What the exercise asks:
Please state how many lines in the records below contain the word "zero", giving only the number.

[Stored items]
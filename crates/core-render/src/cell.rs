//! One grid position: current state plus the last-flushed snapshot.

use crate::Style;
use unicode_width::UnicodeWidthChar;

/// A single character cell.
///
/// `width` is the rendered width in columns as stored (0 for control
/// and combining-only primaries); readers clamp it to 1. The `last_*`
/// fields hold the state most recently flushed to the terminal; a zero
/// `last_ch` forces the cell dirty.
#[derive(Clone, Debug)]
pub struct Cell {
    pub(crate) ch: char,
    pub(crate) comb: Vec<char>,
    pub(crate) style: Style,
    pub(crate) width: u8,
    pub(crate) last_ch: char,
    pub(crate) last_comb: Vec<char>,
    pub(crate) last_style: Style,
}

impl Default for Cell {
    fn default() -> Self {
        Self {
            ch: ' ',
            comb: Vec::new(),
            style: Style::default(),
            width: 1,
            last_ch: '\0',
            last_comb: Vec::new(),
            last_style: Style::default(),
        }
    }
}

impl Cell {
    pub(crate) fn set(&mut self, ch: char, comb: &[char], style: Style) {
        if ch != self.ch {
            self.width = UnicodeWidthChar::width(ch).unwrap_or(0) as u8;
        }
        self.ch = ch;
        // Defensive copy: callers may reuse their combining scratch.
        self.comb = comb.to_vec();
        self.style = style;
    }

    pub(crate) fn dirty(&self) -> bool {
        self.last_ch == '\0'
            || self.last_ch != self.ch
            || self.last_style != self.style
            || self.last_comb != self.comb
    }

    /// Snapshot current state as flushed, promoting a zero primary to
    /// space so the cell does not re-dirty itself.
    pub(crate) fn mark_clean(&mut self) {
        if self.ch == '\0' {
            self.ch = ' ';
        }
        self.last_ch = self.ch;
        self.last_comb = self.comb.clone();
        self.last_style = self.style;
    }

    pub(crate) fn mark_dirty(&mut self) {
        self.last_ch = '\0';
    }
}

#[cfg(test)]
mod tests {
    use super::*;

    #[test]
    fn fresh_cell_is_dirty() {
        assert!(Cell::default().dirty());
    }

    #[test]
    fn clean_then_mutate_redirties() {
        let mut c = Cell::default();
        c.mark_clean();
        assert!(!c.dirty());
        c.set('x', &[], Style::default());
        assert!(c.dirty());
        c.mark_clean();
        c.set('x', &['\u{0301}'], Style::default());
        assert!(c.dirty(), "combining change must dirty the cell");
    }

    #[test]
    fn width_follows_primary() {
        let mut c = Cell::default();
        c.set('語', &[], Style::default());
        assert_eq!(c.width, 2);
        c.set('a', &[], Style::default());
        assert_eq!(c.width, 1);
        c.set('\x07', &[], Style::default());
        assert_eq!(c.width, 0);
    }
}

Solution for this task:
2